Weaknesses: I think the biggest conceptual weakness is that the authors do not address the question: What is the advantage of using a meta-learning framework rather than retraining the entire model with the new triples? This is especially relevant given that some of the baseline models are extremely quick to train unless the dataset gets very large. A related question I would very much like to be answered experimentally is: how does this model compare to retraining the entire model from scratch? -- Update after author rebuttal -- I thank the authors for addressing this point and providing additional results comparing DistMult trained from scratch and their method. However, the reported numbers for the retraining baseline is quite low, and their meta-learning framework outperforms retraining significantly. This is very surprising to me, as I had expected the retraining to do better at the expense of training time. It would be great if the authors would include the details of the experimental setup, and some insight into this discrepancy.

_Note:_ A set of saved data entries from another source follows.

use actix_identity::Identity;
use actix_web::{HttpMessage, HttpRequest, HttpResponse, Responder, get, post, web};
use actix_web_flash_messages::{FlashMessage, IncomingFlashMessages};
use tera::{Context, Tera};

use crate::forms::auth::LoginForm;
use crate::repository::HttpRepository;
use crate::routes::{alert_level_to_str, redirect, render_template};
use crate::services::ServiceError;
use crate::services::auth as auth_service;

#[get("/login")]
pub async fn show_login(
    identity: Option<Identity>,
    flash_messages: IncomingFlashMessages,
    tera: web::Data<Tera>,
) -> impl Responder {
    if identity.is_some() {
        return redirect("/");
    }

    let alerts = flash_messages
        .iter()
        .map(|f| (f.content().to_string(), alert_level_to_str(&f.level())))
        .collect::<Vec<_>>();

    let mut context = Context::new();
    context.insert("alerts", &alerts);
    render_template(&tera, "auth/login.html", &context)
}

#[post("/login")]
pub async fn login(
    request: HttpRequest,
    repo: web::Data<HttpRepository>,
    web::Form(form): web::Form<LoginForm>,
) -> impl Responder {
    match auth_service::login(repo.get_ref(), form).await {
        Ok(user) => {
            let payload = match serde_json::to_string(&user) {
                Ok(payload) => payload,
                Err(e) => {
                    log::error!("Failed to serialize session payload: {e}");
                    return HttpResponse::InternalServerError().finish();
                }
            };
            if let Err(e) = Identity::login(&request.extensions(), payload) {
                log::error!("Failed to establish session: {e}");
                return HttpResponse::InternalServerError().finish();
            }
            redirect("/")
        }
        Err(ServiceError::Unauthorized) => {
            FlashMessage::error("Invalid email or password.").send();
            redirect("/login")
        }
        Err(err) => {
            log::error!("Failed to log in: {err}");
            FlashMessage::error("An unexpected error occurred. Please try again.").send();
            redirect("/login")
        }
    }
}

#[post("/logout")]
pub async fn logout(user: Identity) -> impl Responder {
    user.logout();
    redirect("/login")
}
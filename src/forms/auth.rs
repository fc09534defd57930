use serde::Deserialize;
use validator::Validate;

#[derive(Deserialize, Validate)]
/// Staff login credentials forwarded to the remote API.
pub struct LoginForm {
    #[validate(email)]
    pub email: String,
    #[validate(length(min = 1))]
    pub password: String,
}
use validator::Validate;

use crate::forms::auth::LoginForm;
use crate::models::auth::AuthenticatedUser;
use crate::repository::AuthApi;
use crate::repository::errors::RepositoryError;
use crate::services::{ServiceError, ServiceResult};

/// Exchanges staff credentials for a bearer token on the remote API. A
/// remote 401 surfaces as [`ServiceError::Unauthorized`] so the route can
/// show the invalid-credentials message.
pub async fn login<R>(repo: &R, form: LoginForm) -> ServiceResult<AuthenticatedUser>
where
    R: AuthApi + ?Sized,
{
    if form.validate().is_err() {
        return Err(ServiceError::Unauthorized);
    }

    let session = repo.login(&form.email, &form.password).await.map_err(|err| {
        if !matches!(err, RepositoryError::Unauthorized) {
            log::error!("Failed to log in: {err}");
        }
        ServiceError::from(err)
    })?;

    // The API may omit the staff name; fall back to the email local part.
    let name = session
        .name
        .filter(|n| !n.trim().is_empty())
        .unwrap_or_else(|| {
            form.email
                .split('@')
                .next()
                .unwrap_or_default()
                .to_string()
        });

    Ok(AuthenticatedUser {
        token: session.token,
        name,
        email: form.email,
    })
}

#[cfg(test)]
mod tests {
    use mockall::predicate::eq;

    use super::*;
    use crate::domain::staff::StaffSession;
    use crate::repository::errors::RepositoryError;
    use crate::repository::mock::MockRepository;

    fn form(email: &str, password: &str) -> LoginForm {
        LoginForm {
            email: email.to_string(),
            password: password.to_string(),
        }
    }

    #[actix_web::test]
    async fn remote_401_maps_to_unauthorized() {
        let mut repo = MockRepository::new();
        repo.expect_login()
            .with(eq("admin@mobigo.com"), eq("wrong"))
            .times(1)
            .returning(|_, _| Err(RepositoryError::Unauthorized));

        let result = login(&repo, form("admin@mobigo.com", "wrong")).await;
        assert!(matches!(result, Err(ServiceError::Unauthorized)));
    }

    #[actix_web::test]
    async fn malformed_email_never_reaches_the_api() {
        let mut repo = MockRepository::new();
        repo.expect_login().times(0);

        let result = login(&repo, form("not-an-email", "secret")).await;
        assert!(matches!(result, Err(ServiceError::Unauthorized)));
    }

    #[actix_web::test]
    async fn missing_name_falls_back_to_email_local_part() {
        let mut repo = MockRepository::new();
        repo.expect_login().times(1).returning(|_, _| {
            Ok(StaffSession {
                token: "tok-123".into(),
                name: None,
            })
        });

        let user = login(&repo, form("admin@mobigo.com", "secret"))
            .await
            .unwrap();
        assert_eq!(user.token, "tok-123");
        assert_eq!(user.name, "admin");
        assert_eq!(user.email, "admin@mobigo.com");
    }
}
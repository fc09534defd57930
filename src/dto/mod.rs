//! Page-data structs bridging services with templates.

pub mod agreements;
pub mod bookings;
pub mod vehicles;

Correctness: The method is presented with its relevant mathematical derivations and seems sound. Empirical methodology and evaluation also seems inline with standard practices, although I strongly recommend that the authors take a look at the recent paper "A Re-evaluation of Knowledge Graph Completion Methods", Sun et al. 2020 to make sure that their evaluation doesn't suffer from the problems outlined there.

Clarity: The paper is well written for the most part, however the technical parts are a little too dense in mathematical notation and not always easy to decipher. For example, the notation in the section on meta-learning framework would benefit from some simplification. I am confused about exactly how the initial embeddings from DistMult are incorporated into the model, can you make this clearer? I think the most interesting part of this paper is the stochastic inference for unseen-to-unseen entity links, however the section where this is presented is quite terse.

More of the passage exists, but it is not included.